▼

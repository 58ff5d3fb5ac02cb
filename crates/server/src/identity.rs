// SPDX-License-Identifier: BUSL-1.1
// Copyright (c) 2026 Alfred Jean LLC

//! Persistent agent identity.
//!
//! One JSON file under the data directory, created on first startup and
//! refreshed (`last_loaded`) on every load. Same atomic 0600 write pattern
//! as the device registry.

use std::path::{Path, PathBuf};

use anyhow::Context;
use chrono::Utc;
use serde::{Deserialize, Serialize};
use tracing::{info, warn};

use crate::devices::atomic_write_secret;

#[derive(Debug, Clone, Serialize, Deserialize)]
pub struct AgentIdentity {
    pub prime_agent_id: String,
    pub created_at: String,
    pub last_loaded: String,
}

fn identity_path(data_dir: &Path) -> PathBuf {
    data_dir.join("agent").join("identity.json")
}

fn generate_agent_id() -> String {
    format!("agent_{}", &uuid::Uuid::new_v4().simple().to_string()[..16])
}

/// Load the persisted identity, or create and persist a new one.
///
/// A corrupt identity file is replaced with a fresh identity rather than
/// failing startup.
pub async fn load_or_create(data_dir: &Path) -> anyhow::Result<AgentIdentity> {
    let path = identity_path(data_dir);
    let now = Utc::now().to_rfc3339();

    let mut identity = match tokio::fs::read(&path).await {
        Ok(bytes) => match serde_json::from_slice::<AgentIdentity>(&bytes) {
            Ok(identity) => Some(identity),
            Err(e) => {
                warn!(path = %path.display(), err = %e, "invalid agent identity file, regenerating");
                None
            }
        },
        Err(e) if e.kind() == std::io::ErrorKind::NotFound => None,
        Err(e) => {
            return Err(e).with_context(|| format!("reading identity {}", path.display()));
        }
    };

    let created = identity.is_none();
    let identity = match identity.take() {
        Some(mut identity) => {
            identity.last_loaded = now;
            identity
        }
        None => AgentIdentity {
            prime_agent_id: generate_agent_id(),
            created_at: now.clone(),
            last_loaded: now,
        },
    };

    let contents = serde_json::to_vec_pretty(&identity)?;
    let write_path = path.clone();
    tokio::task::spawn_blocking(move || atomic_write_secret(&write_path, &contents))
        .await
        .context("identity write task failed")??;

    if created {
        info!(prime_agent_id = %identity.prime_agent_id, "new agent identity created");
    } else {
        info!(prime_agent_id = %identity.prime_agent_id, "agent identity loaded");
    }
    Ok(identity)
}

#[cfg(test)]
#[path = "identity_tests.rs"]
mod tests;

▲

▸ ASSIGNMENT:
Return the records above in their entirety, exactly as they appear.

▸ TASK RESPONSE:
repository 58ff5d3fb5ac02cb
filename crates/server/src/identity.rs
// SPDX-License-Identifier: BUSL-1.1
// Copyright (c) 2026 Alfred Jean LLC

//! Persistent agent identity.
//!
//! One JSON file under the data directory, created on first startup and
//! refreshed (`last_loaded`) on every load. Same atomic 0600 write pattern
//! as the device registry.

use std::path::{Path, PathBuf};

use anyhow::Context;
use chrono::Utc;
use serde::{Deserialize, Serialize};
use tracing::{info, warn};

use crate::devices::atomic_write_secret;

#[derive(Debug, Clone, Serialize, Deserialize)]
pub struct AgentIdentity {
    pub prime_agent_id: String,
    pub created_at: String,
    pub last_loaded: String,
}

fn identity_path(data_dir: &Path) -> PathBuf {
    data_dir.join("agent").join("identity.json")
}

fn generate_agent_id() -> String {
    format!("agent_{}", &uuid::Uuid::new_v4().simple().to_string()[..16])
}

/// Load the persisted identity, or create and persist a new one.
///
/// A corrupt identity file is replaced with a fresh identity rather than
/// failing startup.
pub async fn load_or_create(data_dir: &Path) -> anyhow::Result<AgentIdentity> {
    let path = identity_path(data_dir);
    let now = Utc::now().to_rfc3339();

    let mut identity = match tokio::fs::read(&path).await {
        Ok(bytes) => match serde_json::from_slice::<AgentIdentity>(&bytes) {
            Ok(identity) => Some(identity),
            Err(e) => {
                warn!(path = %path.display(), err = %e, "invalid agent identity file, regenerating");
                None
            }
        },
        Err(e) if e.kind() == std::io::ErrorKind::NotFound => None,
        Err(e) => {
            return Err(e).with_context(|| format!("reading identity {}", path.display()));
        }
    };

    let created = identity.is_none();
    let identity = match identity.take() {
        Some(mut identity) => {
            identity.last_loaded = now;
            identity
        }
        None => AgentIdentity {
            prime_agent_id: generate_agent_id(),
            created_at: now.clone(),
            last_loaded: now,
        },
    };

    let contents = serde_json::to_vec_pretty(&identity)?;
    let write_path = path.clone();
    tokio::task::spawn_blocking(move || atomic_write_secret(&write_path, &contents))
        .await
        .context("identity write task failed")??;

    if created {
        info!(prime_agent_id = %identity.prime_agent_id, "new agent identity created");
    } else {
        info!(prime_agent_id = %identity.prime_agent_id, "agent identity loaded");
    }
    Ok(identity)
}

#[cfg(test)]
#[path = "identity_tests.rs"]
mod tests;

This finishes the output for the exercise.